*** Begin section ***

//! Prometheus remote write 协议编码
//!
//! 消息定义与 `prometheus/prompb` 的 `WriteRequest` 保持字段号一致。多个
//! `WriteRequest` 编码结果直接拼接仍然是一个合法的 `WriteRequest`，因此同一
//! 批次的所有上下文可以追加到同一个缓冲区。

use super::context::{MetricFamily, MetricKind, MetricsContext};
use crate::error::{QuantumEmitError, Result};
use prost::Message;

/// 指标名标签
pub const METRIC_NAME_LABEL: &str = "__name__";

#[derive(Clone, PartialEq, prost::Message)]
pub struct WriteRequest {
    #[prost(message, repeated, tag = "1")]
    pub timeseries: Vec<TimeSeries>,
    #[prost(message, repeated, tag = "3")]
    pub metadata: Vec<MetricMetadata>,
}

#[derive(Clone, PartialEq, prost::Message)]
pub struct TimeSeries {
    #[prost(message, repeated, tag = "1")]
    pub labels: Vec<Label>,
    #[prost(message, repeated, tag = "2")]
    pub samples: Vec<Sample>,
}

#[derive(Clone, PartialEq, prost::Message)]
pub struct Label {
    #[prost(string, tag = "1")]
    pub name: String,
    #[prost(string, tag = "2")]
    pub value: String,
}

#[derive(Clone, PartialEq, prost::Message)]
pub struct Sample {
    #[prost(double, tag = "1")]
    pub value: f64,
    /// 毫秒时间戳
    #[prost(int64, tag = "2")]
    pub timestamp: i64,
}

#[derive(Clone, PartialEq, prost::Message)]
pub struct MetricMetadata {
    #[prost(enumeration = "MetricType", tag = "1")]
    pub r#type: i32,
    #[prost(string, tag = "2")]
    pub metric_family_name: String,
    #[prost(string, tag = "4")]
    pub help: String,
    #[prost(string, tag = "5")]
    pub unit: String,
}

#[derive(Clone, Copy, Debug, PartialEq, Eq, Hash, PartialOrd, Ord, prost::Enumeration)]
#[repr(i32)]
pub enum MetricType {
    Unknown = 0,
    Counter = 1,
    Gauge = 2,
    Histogram = 3,
    Gaugehistogram = 4,
    Summary = 5,
    Info = 6,
    Stateset = 7,
}

impl From<MetricKind> for MetricType {
    fn from(kind: MetricKind) -> Self {
        match kind {
            MetricKind::Counter => MetricType::Counter,
            MetricKind::Gauge => MetricType::Gauge,
            MetricKind::Untyped => MetricType::Unknown,
        }
    }
}

/// 把一个上下文转换为 `WriteRequest`
pub fn build_write_request(ctx: &MetricsContext) -> Result<WriteRequest> {
    let mut request = WriteRequest::default();
    for family in &ctx.families {
        append_family(ctx, family, &mut request)?;
        request.metadata.push(MetricMetadata {
            r#type: MetricType::from(family.kind) as i32,
            metric_family_name: family.name.clone(),
            help: family.help.clone(),
            unit: String::new(),
        });
    }
    Ok(request)
}

fn append_family(ctx: &MetricsContext, family: &MetricFamily, request: &mut WriteRequest) -> Result<()> {
    for sample in &family.samples {
        if sample.label_values.len() != family.label_keys.len() {
            return Err(QuantumEmitError::encode(format!(
                "{}: {} label keys but {} label values",
                family.name,
                family.label_keys.len(),
                sample.label_values.len()
            )));
        }

        let mut labels: Vec<Label> = std::iter::once((METRIC_NAME_LABEL, family.name.as_str()))
            .chain(ctx.static_labels.iter().map(|(k, v)| (k.as_str(), v.as_str())))
            .chain(
                family
                    .label_keys
                    .iter()
                    .zip(&sample.label_values)
                    .map(|(k, v)| (k.as_str(), v.as_str())),
            )
            .map(|(name, value)| Label {
                name: name.to_string(),
                value: value.to_string(),
            })
            .collect();
        labels.sort_by(|a, b| a.name.cmp(&b.name));

        request.timeseries.push(TimeSeries {
            labels,
            samples: vec![Sample {
                value: sample.value,
                timestamp: (sample.timestamp / 1_000_000) as i64,
            }],
        });
    }
    Ok(())
}

/// 把一个上下文编码并追加到 `out`
pub fn encode_remote_write(ctx: &MetricsContext, out: &mut Vec<u8>) -> Result<()> {
    let request = build_write_request(ctx)?;
    request
        .encode(out)
        .map_err(|e| QuantumEmitError::encode(format!("protobuf encoding failed: {}", e)))
}

#[cfg(test)]
mod tests {
    use super::*;

    fn context() -> MetricsContext {
        let mut ctx = MetricsContext::new().with_family(
            MetricFamily::new("requests_total", MetricKind::Counter)
                .with_help("Total requests")
                .with_label_keys(&["method"])
                .with_sample(&["GET"], 42.0, 1_700_000_000_123_000_000),
        );
        ctx.add_label("app", "demo");
        ctx
    }

    #[test]
    fn test_labels_sorted_with_name() {
        let request = build_write_request(&context()).unwrap();
        assert_eq!(request.timeseries.len(), 1);

        let names: Vec<_> = request.timeseries[0]
            .labels
            .iter()
            .map(|l| l.name.as_str())
            .collect();
        assert_eq!(names, vec!["__name__", "app", "method"]);
        assert_eq!(request.timeseries[0].labels[0].value, "requests_total");
        assert_eq!(request.timeseries[0].samples[0].timestamp, 1_700_000_000_123);
        assert_eq!(request.metadata[0].r#type, MetricType::Counter as i32);
        assert_eq!(request.metadata[0].help, "Total requests");
    }

    #[test]
    fn test_concatenated_encodings_merge() {
        let mut out = Vec::new();
        encode_remote_write(&context(), &mut out).unwrap();
        encode_remote_write(&context(), &mut out).unwrap();

        let decoded = WriteRequest::decode(out.as_slice()).unwrap();
        assert_eq!(decoded.timeseries.len(), 2);
        assert_eq!(decoded.metadata.len(), 2);
    }

    #[test]
    fn test_label_mismatch_is_error() {
        let ctx = MetricsContext::new().with_family(
            MetricFamily::new("x", MetricKind::Gauge).with_sample(&["extra"], 1.0, 0),
        );
        assert!(encode_remote_write(&ctx, &mut Vec::new()).is_err());
    }
}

*** End section ***

Reproduce the material in full. Keep it identical to the original.

* **Result**:
//! Prometheus remote write 协议编码
//!
//! 消息定义与 `prometheus/prompb` 的 `WriteRequest` 保持字段号一致。多个
//! `WriteRequest` 编码结果直接拼接仍然是一个合法的 `WriteRequest`，因此同一
//! 批次的所有上下文可以追加到同一个缓冲区。

use super::context::{MetricFamily, MetricKind, MetricsContext};
use crate::error::{QuantumEmitError, Result};
use prost::Message;

/// 指标名标签
pub const METRIC_NAME_LABEL: &str = "__name__";

#[derive(Clone, PartialEq, prost::Message)]
pub struct WriteRequest {
    #[prost(message, repeated, tag = "1")]
    pub timeseries: Vec<TimeSeries>,
    #[prost(message, repeated, tag = "3")]
    pub metadata: Vec<MetricMetadata>,
}

#[derive(Clone, PartialEq, prost::Message)]
pub struct TimeSeries {
    #[prost(message, repeated, tag = "1")]
    pub labels: Vec<Label>,
    #[prost(message, repeated, tag = "2")]
    pub samples: Vec<Sample>,
}

#[derive(Clone, PartialEq, prost::Message)]
pub struct Label {
    #[prost(string, tag = "1")]
    pub name: String,
    #[prost(string, tag = "2")]
    pub value: String,
}

#[derive(Clone, PartialEq, prost::Message)]
pub struct Sample {
    #[prost(double, tag = "1")]
    pub value: f64,
    /// 毫秒时间戳
    #[prost(int64, tag = "2")]
    pub timestamp: i64,
}

#[derive(Clone, PartialEq, prost::Message)]
pub struct MetricMetadata {
    #[prost(enumeration = "MetricType", tag = "1")]
    pub r#type: i32,
    #[prost(string, tag = "2")]
    pub metric_family_name: String,
    #[prost(string, tag = "4")]
    pub help: String,
    #[prost(string, tag = "5")]
    pub unit: String,
}

#[derive(Clone, Copy, Debug, PartialEq, Eq, Hash, PartialOrd, Ord, prost::Enumeration)]
#[repr(i32)]
pub enum MetricType {
    Unknown = 0,
    Counter = 1,
    Gauge = 2,
    Histogram = 3,
    Gaugehistogram = 4,
    Summary = 5,
    Info = 6,
    Stateset = 7,
}

impl From<MetricKind> for MetricType {
    fn from(kind: MetricKind) -> Self {
        match kind {
            MetricKind::Counter => MetricType::Counter,
            MetricKind::Gauge => MetricType::Gauge,
            MetricKind::Untyped => MetricType::Unknown,
        }
    }
}

/// 把一个上下文转换为 `WriteRequest`
pub fn build_write_request(ctx: &MetricsContext) -> Result<WriteRequest> {
    let mut request = WriteRequest::default();
    for family in &ctx.families {
        append_family(ctx, family, &mut request)?;
        request.metadata.push(MetricMetadata {
            r#type: MetricType::from(family.kind) as i32,
            metric_family_name: family.name.clone(),
            help: family.help.clone(),
            unit: String::new(),
        });
    }
    Ok(request)
}

fn append_family(ctx: &MetricsContext, family: &MetricFamily, request: &mut WriteRequest) -> Result<()> {
    for sample in &family.samples {
        if sample.label_values.len() != family.label_keys.len() {
            return Err(QuantumEmitError::encode(format!(
                "{}: {} label keys but {} label values",
                family.name,
                family.label_keys.len(),
                sample.label_values.len()
            )));
        }

        let mut labels: Vec<Label> = std::iter::once((METRIC_NAME_LABEL, family.name.as_str()))
            .chain(ctx.static_labels.iter().map(|(k, v)| (k.as_str(), v.as_str())))
            .chain(
                family
                    .label_keys
                    .iter()
                    .zip(&sample.label_values)
                    .map(|(k, v)| (k.as_str(), v.as_str())),
            )
            .map(|(name, value)| Label {
                name: name.to_string(),
                value: value.to_string(),
            })
            .collect();
        labels.sort_by(|a, b| a.name.cmp(&b.name));

        request.timeseries.push(TimeSeries {
            labels,
            samples: vec![Sample {
                value: sample.value,
                timestamp: (sample.timestamp / 1_000_000) as i64,
            }],
        });
    }
    Ok(())
}

/// 把一个上下文编码并追加到 `out`
pub fn encode_remote_write(ctx: &MetricsContext, out: &mut Vec<u8>) -> Result<()> {
    let request = build_write_request(ctx)?;
    request
        .encode(out)
        .map_err(|e| QuantumEmitError::encode(format!("protobuf encoding failed: {}", e)))
}

#[cfg(test)]
mod tests {
    use super::*;

    fn context() -> MetricsContext {
        let mut ctx = MetricsContext::new().with_family(
            MetricFamily::new("requests_total", MetricKind::Counter)
                .with_help("Total requests")
                .with_label_keys(&["method"])
                .with_sample(&["GET"], 42.0, 1_700_000_000_123_000_000),
        );
        ctx.add_label("app", "demo");
        ctx
    }

    #[test]
    fn test_labels_sorted_with_name() {
        let request = build_write_request(&context()).unwrap();
        assert_eq!(request.timeseries.len(), 1);

        let names: Vec<_> = request.timeseries[0]
            .labels
            .iter()
            .map(|l| l.name.as_str())
            .collect();
        assert_eq!(names, vec!["__name__", "app", "method"]);
        assert_eq!(request.timeseries[0].labels[0].value, "requests_total");
        assert_eq!(request.timeseries[0].samples[0].timestamp, 1_700_000_000_123);
        assert_eq!(request.metadata[0].r#type, MetricType::Counter as i32);
        assert_eq!(request.metadata[0].help, "Total requests");
    }

    #[test]
    fn test_concatenated_encodings_merge() {
        let mut out = Vec::new();
        encode_remote_write(&context(), &mut out).unwrap();
        encode_remote_write(&context(), &mut out).unwrap();

        let decoded = WriteRequest::decode(out.as_slice()).unwrap();
        assert_eq!(decoded.timeseries.len(), 2);
        assert_eq!(decoded.metadata.len(), 2);
    }

    #[test]
    fn test_label_mismatch_is_error() {
        let ctx = MetricsContext::new().with_family(
            MetricFamily::new("x", MetricKind::Gauge).with_sample(&["extra"], 1.0, 0),
        );
        assert!(encode_remote_write(&ctx, &mut Vec::new()).is_err());
    }
}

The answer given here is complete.